use glam::Vec2;

use super::collision::CollisionLayer;
use crate::core::math::clamp;

/// Which way a body is looking
#[derive(Debug, Clone, Copy, PartialEq, Eq, Hash, Default)]
pub enum Facing {
    Left,
    #[default]
    Right,
}

/// How the physics collaborator integrates a body
#[derive(Debug, Clone, Copy, PartialEq, Eq, Hash)]
pub enum BodyKind {
    /// Velocity is simulated (gravity, collisions)
    Dynamic,
    /// Position is driven by game code, physics only follows it
    Scripted,
    /// Never moves
    Fixed,
}

/// Position, velocity and facing of one simulated entity
///
/// Actors write velocity and intent; the physics collaborator integrates
/// position and reports `grounded` back once per tick.
#[derive(Debug, Clone, PartialEq)]
pub struct KinematicBody {
    pub position: Vec2,
    pub velocity: Vec2,
    /// Set by the physics collaborator each tick
    pub grounded: bool,
    facing: Facing,
    intent: f32,
    kind: BodyKind,
    layer: CollisionLayer,
}

impl KinematicBody {
    pub fn new(position: Vec2, kind: BodyKind, layer: CollisionLayer) -> Self {
        Self {
            position,
            velocity: Vec2::ZERO,
            grounded: false,
            facing: Facing::Right,
            intent: 0.0,
            kind,
            layer,
        }
    }

    /// Simulated body on the given layer
    pub fn dynamic(position: Vec2, layer: CollisionLayer) -> Self {
        Self::new(position, BodyKind::Dynamic, layer)
    }

    /// Record the desired horizontal direction for this tick
    pub fn set_intent(&mut self, horizontal: f32) {
        self.intent = clamp(horizontal, -1.0, 1.0);
    }

    /// Horizontal intent recorded this tick
    pub fn intent(&self) -> f32 {
        self.intent
    }

    /// Set vertical velocity to a fixed upward value
    pub fn apply_vertical_impulse(&mut self, velocity: f32) {
        self.velocity.y = velocity;
    }

    /// Flip facing to match horizontal velocity; zero velocity keeps facing
    pub fn update_facing(&mut self) {
        self.face_toward(self.velocity.x);
    }

    /// Flip facing only when `direction` strictly disagrees with it
    pub fn face_toward(&mut self, direction: f32) {
        if direction > 0.0 && self.facing == Facing::Left {
            self.facing = Facing::Right;
        } else if direction < 0.0 && self.facing == Facing::Right {
            self.facing = Facing::Left;
        }
    }

    pub fn facing(&self) -> Facing {
        self.facing
    }

    /// Stop all motion
    pub fn halt(&mut self) {
        self.velocity = Vec2::ZERO;
        self.intent = 0.0;
    }

    /// Move instantly and stop
    pub fn teleport(&mut self, position: Vec2) {
        self.position = position;
        self.halt();
    }

    pub fn kind(&self) -> BodyKind {
        self.kind
    }

    /// Hand the body to game code (`Scripted`) or back to the simulation
    pub fn set_kind(&mut self, kind: BodyKind) {
        self.kind = kind;
    }

    pub fn layer(&self) -> CollisionLayer {
        self.layer
    }

    /// Move the body's colliders to another layer
    pub fn set_layer(&mut self, layer: CollisionLayer) {
        self.layer = layer;
    }

    /// Whether the body is moving up (and should pass through one-way ledges)
    pub fn is_rising(&self) -> bool {
        self.velocity.y > 0.0
    }
}
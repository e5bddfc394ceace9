// Actor tuning values
//
// Every actor of a kind shares one set of stats; a level file may override
// any field, missing fields fall back to the constants below.

use serde::{Deserialize, Serialize};

use crate::game::config::ConfigError;

/// Player tuning
#[derive(Debug, Clone, PartialEq, Serialize, Deserialize)]
#[serde(default)]
pub struct PlayerStats {
    /// Horizontal speed at full axis (units/second)
    pub move_speed: f32,
    /// Upward velocity set by a jump
    pub jump_velocity: f32,
    /// Hits the player can take per life
    pub max_health: i32,
    /// Seconds between death and the life being consumed
    pub death_delay: f32,

    // Dimensions (for physics collider)
    pub width: f32,
    pub height: f32,
}

/// Default player tuning
pub const PLAYER_STATS: PlayerStats = PlayerStats {
    move_speed: 3.0,
    jump_velocity: 12.0,
    max_health: 1,
    death_delay: 2.0,
    width: 1.0,
    height: 2.0,
};

impl Default for PlayerStats {
    fn default() -> Self {
        PLAYER_STATS
    }
}

impl PlayerStats {
    pub fn validate(&self) -> Result<(), ConfigError> {
        positive("player.move_speed", self.move_speed)?;
        positive("player.jump_velocity", self.jump_velocity)?;
        non_negative("player.death_delay", self.death_delay)?;
        positive("player.width", self.width)?;
        positive("player.height", self.height)?;
        if self.max_health < 1 {
            return Err(ConfigError::InvalidStat {
                field: "player.max_health",
                reason: format!("must be at least 1, got {}", self.max_health),
            });
        }
        Ok(())
    }
}

/// Enemy tuning
#[derive(Debug, Clone, PartialEq, Serialize, Deserialize)]
#[serde(default)]
pub struct EnemyStats {
    /// Patrol speed (units/second)
    pub move_speed: f32,
    /// Damage dealt to the player per attack
    pub damage: i32,
    /// Seconds spent stunned, and paused after an attack
    pub stunned_time: f32,
    /// Seconds to wait at each waypoint
    pub wait_at_waypoint: f32,

    pub width: f32,
    pub height: f32,
}

/// Default enemy tuning
pub const ENEMY_STATS: EnemyStats = EnemyStats {
    move_speed: 4.0,
    // Enough to kill the player outright
    damage: 10,
    stunned_time: 3.0,
    wait_at_waypoint: 1.0,
    width: 1.0,
    height: 1.0,
};

impl Default for EnemyStats {
    fn default() -> Self {
        ENEMY_STATS
    }
}

impl EnemyStats {
    pub fn validate(&self) -> Result<(), ConfigError> {
        positive("enemy.move_speed", self.move_speed)?;
        non_negative("enemy.stunned_time", self.stunned_time)?;
        non_negative("enemy.wait_at_waypoint", self.wait_at_waypoint)?;
        positive("enemy.width", self.width)?;
        positive("enemy.height", self.height)?;
        if self.damage < 0 {
            return Err(ConfigError::InvalidStat {
                field: "enemy.damage",
                reason: format!("must not be negative, got {}", self.damage),
            });
        }
        Ok(())
    }
}

pub(crate) fn positive(field: &'static str, value: f32) -> Result<(), ConfigError> {
    if value.is_finite() && value > 0.0 {
        Ok(())
    } else {
        Err(ConfigError::InvalidStat {
            field,
            reason: format!("must be positive, got {}", value),
        })
    }
}

pub(crate) fn non_negative(field: &'static str, value: f32) -> Result<(), ConfigError> {
    if value.is_finite() && value >= 0.0 {
        Ok(())
    } else {
        Err(ConfigError::InvalidStat {
            field,
            reason: format!("must not be negative, got {}", value),
        })
    }
}

#[cfg(test)]
mod tests {
    use super::*;

    #[test]
    fn test_default_stats() {
        let player = PlayerStats::default();
        assert_eq!(player.max_health, 1);
        assert_eq!(player.death_delay, 2.0);

        let enemy = EnemyStats::default();
        assert_eq!(enemy.stunned_time, 3.0);
        assert_eq!(enemy.wait_at_waypoint, 1.0);
    }

    #[test]
    fn test_defaults_are_valid() {
        assert!(PlayerStats::default().validate().is_ok());
        assert!(EnemyStats::default().validate().is_ok());
    }

    #[test]
    fn test_zero_health_rejected() {
        let stats = PlayerStats {
            max_health: 0,
            ..PlayerStats::default()
        };
        assert!(matches!(
            stats.validate(),
            Err(ConfigError::InvalidStat {
                field: "player.max_health",
                ..
            })
        ));
    }

    #[test]
    fn test_negative_stun_rejected() {
        let stats = EnemyStats {
            stunned_time: -1.0,
            ..EnemyStats::default()
        };
        assert!(stats.validate().is_err());
    }

    #[test]
    fn test_nan_speed_rejected() {
        let stats = PlayerStats {
            move_speed: f32::NAN,
            ..PlayerStats::default()
        };
        assert!(stats.validate().is_err());
    }
}
// Outward events for the session, audio and animation collaborators

use crate::engine::physics::EntityId;

/// One-shot feedback for audio/animation
#[derive(Debug, Clone, Copy, PartialEq, Eq, Hash)]
pub enum Cue {
    Jump,
    /// Killed by damage
    Death,
    /// Fell into a death zone
    FallDeath,
    Victory,
    Respawn,
    Coin,
    Attack,
    Stunned,
    Stand,
}

impl Cue {
    /// Name of the animation/sound trigger for this cue
    pub fn trigger_name(&self) -> &'static str {
        match self {
            Cue::Jump => "jump",
            Cue::Death => "death",
            Cue::FallDeath => "fall",
            Cue::Victory => "victory",
            Cue::Respawn => "respawn",
            Cue::Coin => "coin",
            Cue::Attack => "attack",
            Cue::Stunned => "stunned",
            Cue::Stand => "stand",
        }
    }
}

/// Something that happened during a tick
#[derive(Debug, Clone, Copy, PartialEq, Eq)]
pub enum GameEvent {
    ScoreGained(u32),
    /// The player's death delay ran out
    LifeLost,
    LevelCompleted,
    EnemyStunned(EntityId),
    Cue { source: EntityId, cue: Cue },
}

/// Events raised during one tick, in order
#[derive(Debug, Default)]
pub struct EventQueue {
    events: Vec<GameEvent>,
}

impl EventQueue {
    pub fn new() -> Self {
        Self::default()
    }

    pub fn push(&mut self, event: GameEvent) {
        self.events.push(event);
    }

    /// Shorthand for a cue event
    pub fn cue(&mut self, source: EntityId, cue: Cue) {
        log::debug!("Entity {} cue: {}", source, cue.trigger_name());
        self.push(GameEvent::Cue { source, cue });
    }

    pub fn len(&self) -> usize {
        self.events.len()
    }

    pub fn is_empty(&self) -> bool {
        self.events.is_empty()
    }

    pub fn iter(&self) -> impl Iterator<Item = &GameEvent> {
        self.events.iter()
    }

    /// Whether a given cue from a given source was raised
    pub fn has_cue(&self, source: EntityId, cue: Cue) -> bool {
        self.events
            .iter()
            .any(|event| *event == GameEvent::Cue { source, cue })
    }

    /// Number of events equal to `event`
    pub fn count(&self, event: GameEvent) -> usize {
        self.events.iter().filter(|e| **e == event).count()
    }

    /// Take all events, leaving the queue empty
    pub fn drain(&mut self) -> Vec<GameEvent> {
        std::mem::take(&mut self.events)
    }
}
// Game rules: actors, platforms, pickups and the session that scores them

pub mod characters;
pub mod config;
pub mod events;
pub mod level;
pub mod path;
pub mod platform;
pub mod session;
// Actor states and the machine that tracks them

/// Player life cycle
///
/// Ground/air/run are not separate states: they follow from the body's
/// grounded flag and velocity while `Active`.
#[derive(Debug, Clone, Copy, PartialEq, Eq, Hash, Default)]
pub enum PlayerState {
    /// Responds to intents
    #[default]
    Active,
    /// Frozen, waiting for the death delay to run out
    Dying,
    /// Frozen at the level exit
    Victorious,
}

impl PlayerState {
    /// Whether intents and damage are ignored
    pub fn is_move_locked(&self) -> bool {
        matches!(self, Self::Dying | Self::Victorious)
    }
}

/// Enemy behavior
#[derive(Debug, Clone, Copy, PartialEq, Eq, Hash, Default)]
pub enum EnemyState {
    /// Walking the patrol path (or waiting at a waypoint)
    #[default]
    Patrolling,
    /// Standing still after hitting the player
    Attacking,
    /// Knocked out, harmless and passable
    Stunned,
}

impl EnemyState {
    /// Check if touching the enemy hurts
    pub fn can_attack(&self) -> bool {
        !matches!(self, Self::Stunned)
    }
}

/// Holds the current state and guards transitions
#[derive(Debug, Clone)]
pub struct StateMachine<S: Copy + PartialEq> {
    current_state: S,
}

impl<S: Copy + PartialEq + Default> Default for StateMachine<S> {
    fn default() -> Self {
        Self::new(S::default())
    }
}

impl<S: Copy + PartialEq> StateMachine<S> {
    pub fn new(initial: S) -> Self {
        Self {
            current_state: initial,
        }
    }

    /// Get the current state
    pub fn state(&self) -> S {
        self.current_state
    }

    /// Transition to a new state; returns false if already there
    pub fn transition(&mut self, new_state: S) -> bool {
        if self.current_state == new_state {
            return false;
        }
        self.current_state = new_state;
        true
    }

    /// Enter `new_state` whatever the current one is
    pub fn force_transition(&mut self, new_state: S) {
        self.current_state = new_state;
    }
}

#[cfg(test)]
mod tests {
    use super::*;

    #[test]
    fn test_initial_state() {
        let sm: StateMachine<PlayerState> = StateMachine::default();
        assert_eq!(sm.state(), PlayerState::Active);
    }

    #[test]
    fn test_state_transition() {
        let mut sm = StateMachine::new(EnemyState::Patrolling);
        assert!(sm.transition(EnemyState::Stunned));
        assert_eq!(sm.state(), EnemyState::Stunned);
    }

    #[test]
    fn test_same_state_transition_is_noop() {
        let mut sm = StateMachine::new(EnemyState::Stunned);
        assert!(!sm.transition(EnemyState::Stunned));
        assert_eq!(sm.state(), EnemyState::Stunned);
    }

    #[test]
    fn test_force_transition_leaves_locked_state() {
        let mut sm = StateMachine::new(PlayerState::Dying);
        sm.force_transition(PlayerState::Active);
        assert_eq!(sm.state(), PlayerState::Active);
    }

    #[test]
    fn test_move_lock_states() {
        assert!(!PlayerState::Active.is_move_locked());
        assert!(PlayerState::Dying.is_move_locked());
        assert!(PlayerState::Victorious.is_move_locked());
    }

    #[test]
    fn test_enemy_can_attack_unless_stunned() {
        assert!(EnemyState::Patrolling.can_attack());
        assert!(EnemyState::Attacking.can_attack());
        assert!(!EnemyState::Stunned.can_attack());
    }
}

+-------+

→ **Task item**
Look over the entries above and say how many lines contain "direction"; give only the number.

→ **Problem solution**
5